▶ **Work to be completed**: Every line in the data below that has the word "ResourceUuid" should be returned.

Stored items
■ ■ ■ ■

use axum::response::Json;
use serde_json::json;

/// Health check endpoint handler.
///
/// # Route
/// - **Method**: GET
/// - **Path**: `/ping`
///
/// # Response Format
/// ```json
/// {
///   "status": "pong"
/// }
/// ```
///
/// Unauthenticated, so load balancers and orchestrators can probe it without a token.
pub async fn ping() -> Json<serde_json::Value> {
    Json(json!({ "status": "pong" }))
}
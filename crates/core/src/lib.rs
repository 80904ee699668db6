//! # Hemogram generator core
//!
//! Business logic for producing sample hemogram bundles:
//! - static scenario and location tables
//! - synthetic identifiers and timestamps
//! - record builders and bundle assembly
//! - the batch driver and its file-system sink
//!
//! **No FHIR wire concerns**: JSON layout, rendering and parsing live in the `fhir` crate.
//! **No CLI concerns**: argument parsing and logging setup belong to the binary.

pub mod batch;
pub mod builder;
pub mod config;
pub mod constants;
pub mod error;
pub mod generator;
pub mod identifiers;
pub mod scenario;
pub mod sink;

pub use batch::{bundle_filename, BatchDriver, BatchReport, WrittenBundle};
pub use config::{resolve_output_dir, GeneratorConfig};
pub use error::{GeneratorError, GeneratorResult};
pub use generator::HemogramGenerator;
pub use scenario::{ScenarioProfile, ValueRange, LOCATIONS, SCENARIOS};
pub use sink::{BundleSink, DirectorySink};

use chrono::{DateTime, Utc};

/// Runs one batch as described by `cfg`, writing into its output directory.
///
/// Timestamps are placed relative to `reference_time`. With a seed in `cfg`, the same seed and
/// reference time produce byte-identical files.
///
/// # Errors
///
/// Returns a [`GeneratorError`] if the output directory cannot be created or any bundle cannot
/// be rendered or written. Files written before the failure are kept.
pub fn generate_batch(
    cfg: &GeneratorConfig,
    reference_time: DateTime<Utc>,
) -> GeneratorResult<BatchReport> {
    let sink = DirectorySink::create(cfg.output_dir())?;

    let generator = match cfg.seed() {
        Some(seed) => HemogramGenerator::seeded(seed, reference_time),
        None => HemogramGenerator::from_entropy(reference_time),
    };

    BatchDriver::new(generator, sink, cfg.bundle_count())
        .with_scenario(cfg.scenario())
        .run()
}
//! Fixed FHIR URLs, code systems and codes used by the hemogram bundle.
//!
//! These mirror the Goiás state health secretariat (SES-GO) profiles the fixtures imitate.

/// Profile declared on every generated bundle.
pub const BUNDLE_PROFILE: &str = "https://fhir.saude.go.gov.br/r4/exame/StructureDefinition/hemograma";

/// Identifier system for the bundle `identifier.value`.
pub const BUNDLE_IDENTIFIER_SYSTEM: &str = "https://fhir.go.gov.br/sid/romulo-rocha";

/// Bundle type of every generated document.
pub const BUNDLE_TYPE: &str = "collection";

/// Profile declared on each single-measurement observation.
pub const SIMPLE_EXAM_PROFILE: &str =
    "https://fhir.saude.go.gov.br/r4/core/StructureDefinition/exame-simples";

/// Profile declared on the panel (summary) observation.
pub const COMPOSITE_EXAM_PROFILE: &str =
    "https://fhir.saude.go.gov.br/r4/core/StructureDefinition/exame-composto";

/// Resource id of the panel observation.
pub const COMPOSITE_EXAM_ID: &str = "exame-composto";

pub const LOINC_SYSTEM: &str = "http://loinc.org";

/// LOINC code of the complete blood count panel.
pub const CBC_PANEL_CODE: &str = "58410-2";
pub const CBC_PANEL_DISPLAY: &str = "Complete blood count (CBC) panel - Blood by Automated count";

pub const OBSERVATION_STATUS: &str = "final";

/// SUS procedure subgroup used as the observation category.
pub const CATEGORY_SYSTEM: &str = "http://www.saude.gov.br/fhir/r4/CodeSystem/BRSubgrupoTabelaSUS";
pub const CATEGORY_CODE: &str = "0202";

/// Subject identifiers are CPF numbers.
pub const CPF_SYSTEM: &str = "https://fhir.saude.go.gov.br/sid/cpf";

pub const PERFORMER_ID: &str = "laboratorio";
pub const CNES_SYSTEM: &str = "https://fhir.saude.go.gov.br/sid/cnes";

/// CNES number of the performing laboratory.
pub const FACILITY_CNES: &str = "2337991";

/// Contained specimen id, referenced as `#amostra`.
pub const SPECIMEN_ID: &str = "amostra";
pub const SPECIMEN_RESOURCE_TYPE: &str = "Specimen";
pub const SPECIMEN_TYPE_SYSTEM: &str = "http://terminology.hl7.org/CodeSystem/v2-0487";
pub const SPECIMEN_TYPE_CODE: &str = "BLD";

pub const METHOD_TEXT: &str = "Automatizado – Cell-Dyn Ruby, Abbott e Microscopia";

pub const UCUM_SYSTEM: &str = "http://unitsofmeasure.org";

pub const REFERENCE_RANGE_MEANING_SYSTEM: &str =
    "http://terminology.hl7.org/CodeSystem/referencerange-meaning";
pub const REFERENCE_RANGE_MEANING_NORMAL: &str = "normal";

/// Extension carrying the free-text neighbourhood of the sample.
pub const NEIGHBOURHOOD_EXTENSION_URL: &str =
    "https://fhir.saude.go.gov.br/r4/core/StructureDefinition/bairro";

/// Rendering used for `issued` and `collectedDateTime`.
pub const TIMESTAMP_FORMAT: &str = "%Y-%m-%dT%H:%M:%S%:z";
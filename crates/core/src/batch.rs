//! Batch driver.
//!
//! Repeats scenario/location selection and bundle assembly `bundle_count` times, rendering each
//! bundle and handing it to a [`BundleSink`] under a descriptive filename.
//!
//! A failure stops the batch immediately. Bundles written before the failure stay where they are;
//! nothing is rolled back.

use crate::constants::{BUNDLE_FILENAME_EXTENSION, BUNDLE_FILENAME_PREFIX};
use crate::generator::HemogramGenerator;
use crate::scenario::ScenarioProfile;
use crate::sink::BundleSink;
use crate::GeneratorResult;
use fhir::{HemogramBundle, HemogramBundleData, Interpretation, MeasurementKind, ResourceUuid};
use rand::Rng;
use std::path::PathBuf;

/// Filename for one bundle: `hemograma-<NN>-<scenario>-<location>.json`.
///
/// `NN` is zero-padded to two digits and spaces in the location become underscores.
pub fn bundle_filename(sequence: u32, scenario: &str, location: &str) -> String {
    format!(
        "{BUNDLE_FILENAME_PREFIX}-{sequence:02}-{scenario}-{}.{BUNDLE_FILENAME_EXTENSION}",
        location.replace(' ', "_")
    )
}

/// One bundle the driver wrote.
#[derive(Clone, Debug, PartialEq)]
pub struct WrittenBundle {
    pub sequence: u32,
    pub filename: String,
    pub path: PathBuf,
    pub scenario: &'static str,
    pub location: &'static str,
    pub identifier: ResourceUuid,
}

/// Outcome of a completed batch.
#[derive(Clone, Debug, Default, PartialEq)]
pub struct BatchReport {
    pub bundles: Vec<WrittenBundle>,
}

impl BatchReport {
    pub fn len(&self) -> usize {
        self.bundles.len()
    }

    pub fn is_empty(&self) -> bool {
        self.bundles.is_empty()
    }
}

/// `Leuc=7431, Plaq=231877, Hb=14.2, Ht=43.9`
fn describe_values(bundle: &HemogramBundleData) -> String {
    [
        MeasurementKind::Leukocytes,
        MeasurementKind::Platelets,
        MeasurementKind::Hemoglobin,
        MeasurementKind::Hematocrit,
    ]
    .iter()
    .filter_map(|kind| bundle.measurement(*kind))
    .map(|m| {
        format!(
            "{}={:.*}",
            m.kind.label(),
            m.kind.decimal_places() as usize,
            m.value
        )
    })
    .collect::<Vec<_>>()
    .join(", ")
}

/// Values outside their reference range, e.g. `Plaq low`. Empty when everything is normal.
fn describe_flags(bundle: &HemogramBundleData) -> String {
    bundle
        .measurements
        .iter()
        .filter_map(|m| match m.interpretation() {
            Interpretation::Low => Some(format!("{} low", m.kind.label())),
            Interpretation::High => Some(format!("{} high", m.kind.label())),
            Interpretation::Normal => None,
        })
        .collect::<Vec<_>>()
        .join(", ")
}

/// Drives one batch run.
pub struct BatchDriver<R, S> {
    generator: HemogramGenerator<R>,
    sink: S,
    bundle_count: u32,
    scenario: Option<&'static ScenarioProfile>,
}

impl<R: Rng, S: BundleSink> BatchDriver<R, S> {
    pub fn new(generator: HemogramGenerator<R>, sink: S, bundle_count: u32) -> Self {
        Self {
            generator,
            sink,
            bundle_count,
            scenario: None,
        }
    }

    /// Uses `scenario` for every bundle instead of picking one at random.
    pub fn with_scenario(mut self, scenario: Option<&'static ScenarioProfile>) -> Self {
        self.scenario = scenario;
        self
    }

    pub fn sink(&self) -> &S {
        &self.sink
    }

    /// Generates and writes every bundle of the batch, numbered from 1.
    ///
    /// # Errors
    ///
    /// Returns the first rendering or sink error. Earlier bundles remain written.
    pub fn run(&mut self) -> GeneratorResult<BatchReport> {
        let mut report = BatchReport::default();

        for sequence in 1..=self.bundle_count {
            let scenario = match self.scenario {
                Some(fixed) => fixed,
                None => self.generator.pick_scenario(),
            };
            let location = self.generator.pick_location();

            let bundle = self.generator.assemble_bundle(sequence, scenario, location);
            let contents = HemogramBundle::render(&bundle)?;
            let filename = bundle_filename(sequence, scenario.name, location);
            let path = self.sink.write_bundle(&filename, &contents)?;

            tracing::info!(
                sequence,
                file = %filename,
                scenario = scenario.name,
                location,
                values = %describe_values(&bundle),
                flags = %describe_flags(&bundle),
                "generated hemogram bundle"
            );

            report.bundles.push(WrittenBundle {
                sequence,
                filename,
                path,
                scenario: scenario.name,
                location,
                identifier: bundle.identifier,
            });
        }

        Ok(report)
    }
}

■ ■ ■ ■

▶ **Solution**:
use fhir::{HemogramBundle, HemogramBundleData, Interpretation, MeasurementKind, ResourceUuid};
    pub identifier: ResourceUuid,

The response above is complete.